* [Task description] Which lines below fall between the one containing "pub engine_spec_version: &'a" and the one containing "let signatures = gateway.list_signature_stats(req.run_id)?;"? Repeat them exactly, counting both of those lines, and add nothing else.

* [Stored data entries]
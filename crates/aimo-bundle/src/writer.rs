//! Evidence Bundle assembly (`spec.md` §4.9): writes every content file
//! atomically, then `checksums.json` last of the content files. It does not
//! write `validation_result.json` — that belongs to the Validator stage,
//! which runs after a bundle is fully on disk.

use crate::checksums::build_checksum_manifest;
use crate::error::BundleError;
use crate::logs::{build_agent_activity_record, build_shadow_ai_discovery_record, is_genai_classified};
use crate::manifest::{aggregate_taxonomy_summary, build_run_manifest, evidence_file_refs, EvidencePackManifest, ExtractionParameters};
use crate::taxonomy_assignments::build_taxonomy_assignment_record;
use aimo_core::atomic_write::write_text_atomic;
use aimo_core::jcs::to_canonical_string;
use aimo_persistence::PersistenceGateway;
use aimo_standard::ResolvedStandard;
use camino::{Utf8Path, Utf8PathBuf};
use chrono::{DateTime, Utc};

/// Parameters that don't live on `Run` but are needed to populate
/// `run_manifest.json`'s `extraction_parameters` block.
pub struct BundleRequest<'a> {
    pub run_id: &'a str,
    pub vendor: &'a str,
    pub extraction_parameters: ExtractionParameters,
    pub input_row_count: u64,
    pub run_started_at: DateTime<Utc>,
    pub run_finished_at: DateTime<Utc>,
    pub engine_spec_version: &'a str,
}

/// Relative paths of every file this writer produced, in write order. The
/// Validator reads this back to confirm `evidence_pack_manifest.json`'s
/// file list matches what's actually on disk.
pub struct BundleOutput {
    pub bundle_dir: Utf8PathBuf,
    pub relative_paths: Vec<String>,
}

pub fn emit_bundle(gateway: &PersistenceGateway, standard: &ResolvedStandard, req: &BundleRequest<'_>, output_dir: &Utf8Path, generated_at: DateTime<Utc>) -> Result<BundleOutput, BundleError> {
    let run = gateway.get_run(req.run_id)?.ok_or_else(|| BundleError::RunNotFound { run_id: req.run_id.to_string() })?;

    let bundle_dir = output_dir.join(req.run_id);
    let mut relative_paths = Vec::new();

    let run_manifest = build_run_manifest(&run, req.vendor, &standard.artifacts, req.extraction_parameters, generated_at);
    write_json(&bundle_dir, "run_manifest.json", &run_manifest, &mut relative_paths)?;

    let signatures = gateway.list_signature_stats(req.run_id)?;
    let mut classification_rows = Vec::with_capacity(signatures.len());
    let mut assignment_records = Vec::with_capacity(signatures.len());
    let mut discovery_records = Vec::new();

    for stats in &signatures {
        let Some(row) = gateway.get_classification_cache(&stats.url_signature)? else {
            continue;
        };
        assignment_records.push(build_taxonomy_assignment_record(stats, &row));
        if is_genai_classified(&row) {
            discovery_records.push(build_shadow_ai_discovery_record(req.run_id, &stats.url_signature, stats.last_seen, &row));
        }
        classification_rows.push(row);
    }

    write_json(&bundle_dir, "analysis/taxonomy_assignments.json", &assignment_records, &mut relative_paths)?;

    write_jsonl(&bundle_dir, "logs/shadow_ai_discovery.jsonl", &discovery_records, &mut relative_paths)?;

    let agent_activity = vec![build_agent_activity_record(
        req.run_id,
        req.run_started_at,
        req.run_finished_at,
        req.input_row_count,
        signatures.len(),
        req.engine_spec_version,
    )];
    write_jsonl(&bundle_dir, "logs/agent_activity.jsonl", &agent_activity, &mut relative_paths)?;

    let taxonomy_summary = aggregate_taxonomy_summary(&classification_rows, &standard.taxonomy);
    let evidence_files = evidence_file_refs(&[
        ("run_manifest.json", "manifest"),
        ("analysis/taxonomy_assignments.json", "analysis"),
        ("logs/shadow_ai_discovery.jsonl", "log"),
        ("logs/agent_activity.jsonl", "log"),
    ]);
    let evidence_pack_manifest = EvidencePackManifest {
        standard_version: standard.artifacts.standard_version.clone(),
        run_id: req.run_id.to_string(),
        generated_at,
        taxonomy_summary,
        evidence_files,
    };
    write_json(&bundle_dir, "evidence_pack_manifest.json", &evidence_pack_manifest, &mut relative_paths)?;

    let checksums = build_checksum_manifest(&bundle_dir, &relative_paths)?;
    let checksums_path = bundle_dir.join("checksums.json");
    write_text_atomic(&checksums_path, &to_canonical_string(&checksums)?)?;
    relative_paths.push("checksums.json".to_string());

    Ok(BundleOutput { bundle_dir, relative_paths })
}

fn write_json<T: serde::Serialize>(bundle_dir: &Utf8Path, relative_path: &str, value: &T, relative_paths: &mut Vec<String>) -> Result<(), BundleError> {
    let path = bundle_dir.join(relative_path);
    write_text_atomic(&path, &to_canonical_string(value)?)?;
    relative_paths.push(relative_path.to_string());
    Ok(())
}

fn write_jsonl<T: serde::Serialize>(bundle_dir: &Utf8Path, relative_path: &str, rows: &[T], relative_paths: &mut Vec<String>) -> Result<(), BundleError> {
    let mut body = String::new();
    for row in rows {
        body.push_str(&to_canonical_string(row)?);
        body.push('\n');
    }
    let path = bundle_dir.join(relative_path);
    write_text_atomic(&path, &body)?;
    relative_paths.push(relative_path.to_string());
    Ok(())
}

* [Result below]
    pub engine_spec_version: &'a str,
}

/// Relative paths of every file this writer produced, in write order. The
/// Validator reads this back to confirm `evidence_pack_manifest.json`'s
/// file list matches what's actually on disk.
pub struct BundleOutput {
    pub bundle_dir: Utf8PathBuf,
    pub relative_paths: Vec<String>,
}

pub fn emit_bundle(gateway: &PersistenceGateway, standard: &ResolvedStandard, req: &BundleRequest<'_>, output_dir: &Utf8Path, generated_at: DateTime<Utc>) -> Result<BundleOutput, BundleError> {
    let run = gateway.get_run(req.run_id)?.ok_or_else(|| BundleError::RunNotFound { run_id: req.run_id.to_string() })?;

    let bundle_dir = output_dir.join(req.run_id);
    let mut relative_paths = Vec::new();

    let run_manifest = build_run_manifest(&run, req.vendor, &standard.artifacts, req.extraction_parameters, generated_at);
    write_json(&bundle_dir, "run_manifest.json", &run_manifest, &mut relative_paths)?;

    let signatures = gateway.list_signature_stats(req.run_id)?;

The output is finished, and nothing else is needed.